Billy Graham was "the good Rasputin," an independent religious figure who whispered into the ears of the powerful but always for the greater good rather than his own personal aggrandizement. His emergence coincided with the rapid rise of the evangelical movement in America and thus his political power.
In 1950, when he met with President Harry Truman, his first president, he was awkward and indiscreet but by the time he met with President Barack Obama in 2010, presidents needed the picture with him far more than he needed one with them.
Politicians and Graham had a symbiotic relationship. Both had parts to play and both sides knew it.
In 1985, I prepared a memo for Vice President George H. W. Bush on how he could build a relationship with evangelicals. Polling data available at the time showed Billy Graham as the least controversial evangelical in public life. The vice president’s son, George W. Bush quizzed me at length about the memo and asked questions about another evangelical leader, Arthur Blessitt. That summer, Billy Graham was invited to the Bush compound at Kennebunkport, Maine and a friendship developed with the family, including father and son.
Ten years later, when then Texas Gov. George W. Bush began to think seriously of running for president he began talking about a spiritual awakening that had been triggered by Billy Graham’s visit to Maine. As Bush remembered, they had walked the beach together and talked.

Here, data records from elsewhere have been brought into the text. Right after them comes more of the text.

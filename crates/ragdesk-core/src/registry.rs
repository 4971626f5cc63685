//! Known-contexts registry.
//!
//! Defines the `ContextStore` port (a named key-value blob holding string
//! sets) and `ContextRegistry`, which layers the built-in default context on
//! top of whatever has been stored. Implementations of the store live in
//! ragdesk-infra.

use std::collections::BTreeSet;

use ragdesk_types::error::{RegistryError, RepositoryError, ValidationError};
use tracing::debug;

/// Name of the preference store holding registered contexts.
pub const PREFS_NAME: &str = "CompanyPrefs";

/// Key of the context-name set within the store.
pub const KEY_COMPANY_SET: &str = "CompanySet";

/// Trait for the persisted string-set store.
///
/// Uses RPITIT (native async fn in traits, Rust 2024 edition).
pub trait ContextStore: Send + Sync {
    /// Load the set stored under `key`. A missing key is an empty set.
    fn load_set(
        &self,
        key: &str,
    ) -> impl std::future::Future<Output = Result<BTreeSet<String>, RepositoryError>> + Send;

    /// Replace the set stored under `key`.
    fn save_set(
        &self,
        key: &str,
        values: &BTreeSet<String>,
    ) -> impl std::future::Future<Output = Result<(), RepositoryError>> + Send;
}

/// Set of context names offered for selection.
///
/// Always contains `default_name`, even on an empty store. Only successful
/// manual registrations add to it.
pub struct ContextRegistry<S: ContextStore> {
    store: S,
    default_name: String,
}

impl<S: ContextStore> ContextRegistry<S> {
    pub fn new(store: S, default_name: impl Into<String>) -> Self {
        Self {
            store,
            default_name: default_name.into(),
        }
    }

    pub fn default_name(&self) -> &str {
        &self.default_name
    }

    pub fn store(&self) -> &S {
        &self.store
    }

    /// All known names plus the default, deduplicated and sorted.
    pub async fn list(&self) -> Result<BTreeSet<String>, RepositoryError> {
        let mut names = self.store.load_set(KEY_COMPANY_SET).await?;
        names.insert(self.default_name.clone());
        Ok(names)
    }

    pub async fn contains(&self, name: &str) -> Result<bool, RepositoryError> {
        Ok(self.list().await?.contains(name))
    }

    /// Add a name. Returns whether the stored set changed.
    ///
    /// Existing names are a no-op and leave the store untouched. Blank names
    /// are rejected with `ValidationError::EmptyContextName`.
    pub async fn add(&self, name: &str) -> Result<bool, RegistryError> {
        let name = name.trim();
        if name.is_empty() {
            return Err(ValidationError::EmptyContextName.into());
        }

        let mut names = self.store.load_set(KEY_COMPANY_SET).await?;
        if !names.insert(name.to_string()) {
            debug!(name, "Context already registered");
            return Ok(false);
        }

        self.store.save_set(KEY_COMPANY_SET, &names).await?;
        debug!(name, total = names.len(), "Context registered");
        Ok(true)
    }
}

#[cfg(test)]
pub(crate) mod tests {
    use super::*;
    use std::collections::HashMap;
    use std::sync::atomic::{AtomicUsize, Ordering};
    use std::sync::Mutex;

    /// In-memory store counting writes.
    #[derive(Default)]
    pub(crate) struct MemoryStore {
        sets: Mutex<HashMap<String, BTreeSet<String>>>,
        pub(crate) saves: AtomicUsize,
    }

    impl ContextStore for MemoryStore {
        async fn load_set(&self, key: &str) -> Result<BTreeSet<String>, RepositoryError> {
            Ok(self
                .sets
                .lock()
                .unwrap()
                .get(key)
                .cloned()
                .unwrap_or_default())
        }

        async fn save_set(
            &self,
            key: &str,
            values: &BTreeSet<String>,
        ) -> Result<(), RepositoryError> {
            self.saves.fetch_add(1, Ordering::SeqCst);
            self.sets
                .lock()
                .unwrap()
                .insert(key.to_string(), values.clone());
            Ok(())
        }
    }

    #[tokio::test]
    async fn list_contains_default_on_empty_store() {
        let registry = ContextRegistry::new(MemoryStore::default(), "병무청");
        let names = registry.list().await.unwrap();
        assert_eq!(names.len(), 1);
        assert!(names.contains("병무청"));
    }

    #[tokio::test]
    async fn add_is_idempotent() {
        let registry = ContextRegistry::new(MemoryStore::default(), "Default");

        assert!(registry.add("Acme").await.unwrap());
        let once = registry.list().await.unwrap();
        assert!(!registry.add("Acme").await.unwrap());
        let twice = registry.list().await.unwrap();

        assert_eq!(once, twice);
        assert_eq!(registry.store().saves.load(Ordering::SeqCst), 1);
    }

    #[tokio::test]
    async fn list_dedups_stored_default() {
        let registry = ContextRegistry::new(MemoryStore::default(), "Default");
        registry.add("Default").await.unwrap();
        registry.add("Acme").await.unwrap();

        let names: Vec<String> = registry.list().await.unwrap().into_iter().collect();
        assert_eq!(names, vec!["Acme".to_string(), "Default".to_string()]);
    }

    #[tokio::test]
    async fn add_blank_name_is_rejected() {
        let registry = ContextRegistry::new(MemoryStore::default(), "Default");
        for blank in ["", "   "] {
            let err = registry.add(blank).await.unwrap_err();
            assert!(matches!(
                err,
                RegistryError::Validation(ValidationError::EmptyContextName)
            ));
        }
        assert_eq!(registry.store().saves.load(Ordering::SeqCst), 0);
        assert_eq!(registry.list().await.unwrap().len(), 1);
    }

    #[tokio::test]
    async fn add_trims_before_storing() {
        let registry = ContextRegistry::new(MemoryStore::default(), "Default");
        assert!(registry.add("  Acme  ").await.unwrap());
        assert!(registry.contains("Acme").await.unwrap());
        assert!(!registry.add("Acme").await.unwrap());
    }

    #[tokio::test]
    async fn contains_checks_default_and_stored() {
        let registry = ContextRegistry::new(MemoryStore::default(), "Default");
        registry.add("Acme").await.unwrap();
        assert!(registry.contains("Default").await.unwrap());
        assert!(registry.contains("Acme").await.unwrap());
        assert!(!registry.contains("Globex").await.unwrap());
    }
}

As the 2000 election neared, Richard Ostling a religious editor for the Associated Press called me to say that he had interviewed Dr. Graham and the evangelist had no idea of what Governor Bush was talking about. There was no beach in Kennebunkport, it was all rocks. And Graham remembered no such conversation.

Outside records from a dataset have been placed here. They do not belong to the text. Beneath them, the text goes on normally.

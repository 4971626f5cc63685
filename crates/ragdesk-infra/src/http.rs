//! HttpRemoteClient -- concrete [`RemoteClient`] implementation over reqwest.
//!
//! Talks to the answer service at a single base address:
//! `POST /chat` (JSON) and `POST /upload` (multipart/form-data).
//!
//! Failure mapping:
//! - connect failure or timeout -> [`ClientError::Transport`]
//! - non-2xx status -> [`ClientError::Server`]
//! - 2xx with a missing or unparseable body -> [`ClientError::EmptyResponse`]

use std::time::Duration;

use reqwest::multipart::{Form, Part};
use serde::de::DeserializeOwned;
use tracing::{debug, warn};

use ragdesk_core::client::RemoteClient;
use ragdesk_types::api::{ChatRequest, ChatResponse, UploadResponse};
use ragdesk_types::config::ClientConfig;
use ragdesk_types::error::ClientError;
use ragdesk_types::manual::{ManualFile, UploadConfirmation};

/// Backend client for the answer and manual-upload endpoints.
///
/// Constructed once at startup and passed to the services that need it.
#[derive(Debug, Clone)]
pub struct HttpRemoteClient {
    client: reqwest::Client,
    base_url: String,
}

impl HttpRemoteClient {
    /// Build a client from configuration.
    ///
    /// Timeouts come from `connect_timeout_secs` and `request_timeout_secs`;
    /// there is no other retry or cancellation policy.
    pub fn new(config: &ClientConfig) -> Result<Self, ClientError> {
        let client = reqwest::Client::builder()
            .connect_timeout(Duration::from_secs(config.connect_timeout_secs))
            .timeout(Duration::from_secs(config.request_timeout_secs))
            .build()
            .map_err(|e| ClientError::Transport(format!("failed to create HTTP client: {e}")))?;

        Ok(Self {
            client,
            base_url: normalize_base_url(&config.server_url),
        })
    }

    /// Override the base URL (useful for testing or proxies).
    pub fn with_base_url(mut self, base_url: &str) -> Self {
        self.base_url = normalize_base_url(base_url);
        self
    }

    pub fn base_url(&self) -> &str {
        &self.base_url
    }

    /// Build the full API URL for a given path.
    fn url(&self, path: &str) -> String {
        format!("{}/{}", self.base_url, path.trim_start_matches('/'))
    }
}

fn normalize_base_url(url: &str) -> String {
    url.trim().trim_end_matches('/').to_string()
}

fn transport_error(e: reqwest::Error) -> ClientError {
    if e.is_timeout() {
        ClientError::Transport(format!("request timed out: {e}"))
    } else {
        ClientError::Transport(e.to_string())
    }
}

/// Check the status and decode a JSON success body.
async fn decode_response<T: DeserializeOwned>(
    response: reqwest::Response,
) -> Result<T, ClientError> {
    let status = response.status();
    if !status.is_success() {
        let error_body = response.text().await.unwrap_or_default();
        warn!(status = status.as_u16(), body_len = error_body.len(), "Backend returned error status");
        debug!(body = %error_body, "Backend error body");
        return Err(ClientError::Server {
            code: status.as_u16(),
        });
    }

    let body = response.bytes().await.map_err(transport_error)?;
    if body.is_empty() {
        return Err(ClientError::EmptyResponse);
    }

    serde_json::from_slice(&body).map_err(|e| {
        warn!(error = %e, body_len = body.len(), "Backend success body did not parse");
        ClientError::EmptyResponse
    })
}

impl RemoteClient for HttpRemoteClient {
    async fn ask(&self, query: &str, context: Option<&str>) -> Result<String, ClientError> {
        let body = ChatRequest {
            query: query.to_string(),
            company_name: context.map(ToString::to_string),
        };
        let url = self.url("chat");
        debug!(url = %url, context = ?context, "POST chat");

        let response = self
            .client
            .post(&url)
            .json(&body)
            .send()
            .await
            .map_err(transport_error)?;

        let chat: ChatResponse = decode_response(response).await?;
        Ok(chat.answer)
    }

    async fn register_manual(
        &self,
        context_name: &str,
        file: ManualFile,
    ) -> Result<UploadConfirmation, ClientError> {
        let url = self.url("upload");
        debug!(
            url = %url,
            company = context_name,
            file = %file.file_name,
            bytes = file.size_bytes(),
            "POST upload"
        );

        let company_part = Part::text(context_name.to_string())
            .mime_str("text/plain")
            .map_err(transport_error)?;

        let media_type = file.media_type;
        let file_part = Part::bytes(file.bytes)
            .file_name(file.file_name)
            .mime_str(&media_type)
            .map_err(|e| ClientError::FileRead(format!("invalid media type '{media_type}': {e}")))?;

        let form = Form::new()
            .part("companyName", company_part)
            .part("file", file_part);

        let response = self
            .client
            .post(&url)
            .multipart(form)
            .send()
            .await
            .map_err(transport_error)?;

        let upload: UploadResponse = decode_response(response).await?;
        Ok(UploadConfirmation {
            message: upload.message,
            confirmed_name: upload.company_name,
        })
    }
}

I called Bush to warn him about the discrepancy. "Aw, he just probably forgot," Bush said.
And afterward a apoplectic Arthur Blessitt began publishing a blog saying that he, Blessitt, had actually prayed with George W. Bush to be "born again." "Where was this Billy Graham stuff coming from?"
By 2000, Gov. George W. Bush was in a tight presidential race with Al Gore. By then Billy Graham and Bush had a clear understanding. I worked with a young staffer, Brian Jacobs, to help arrange a meeting between Bush and Graham in Jacksonville, Florida. The meeting took place the day before the election and both men appeared before the media. "I don’t endorse politicians," Graham said, "But if I did it would be someone like this man right here." How could he deny his own convert? The next day Bush won Florida by 537 votes and with it the White House.
Billy Graham was not perfect. When the television scandals hit he was the target of an IRS probe for illegally retained income and an ongoing Knight-Ridder investigation. When the Watergate tapes were released there he was apparently sympathetic to Richard Nixon’s anti-Semitic ramblings.
Most people would be surprised to know that Graham was a hypochondriac who was constantly checking himself into Mayo Clinic. I received a call from him one day, from his hospital bed, just wanting to talk about politics and the White House. He sounded very much like he had only days to live. That was 25 years ago.
Like all old men, Graham needed assurance that he was still wanted and needed and important. I called him one day and he appeared piqued. Reagan had always asked for his input for his speech before the National Prayer Breakfast. But we hadn’t bothered to call.
"I can assure you that the president wants your input," I said confidently. "Why he would welcome anything you suggest."
“Well, if you really think he would want it?”
"I can assure you Dr. Graham, he would be very grateful."
"Well, I don’t want it to be a bother," he added sheepishly.
"No, no, we want it, we want it."
He promptly sent us suggested remarks that had the president recounting stories about "my good friend, Billy Graham."
President George H. W. Bush did not miss a beat. He worked every line into his speech, lauding the evangelist and cementing their relationship.
Graham sat humbly, sometimes laughing as if he were hearing the stories for the first time, sometimes red with embarrassment at the praise and always surprised that the president would be so thoughtful to say such things.
Only two people in that ballroom knew that Billy Graham, himself, had written the words. They both got what they wanted.
One of the most telling moments I had with Dr. Billy Graham came in a private meeting with President George H.W. Bush and four heads of state. Within a year, one was deposed, another in jail, another had died. Bush, himself, would not be re-elected. But Billy Graham endured. Many times I have thought back on that meeting. This was one of Graham’s greatest accomplishments, public figures come and go, somehow he survived them all.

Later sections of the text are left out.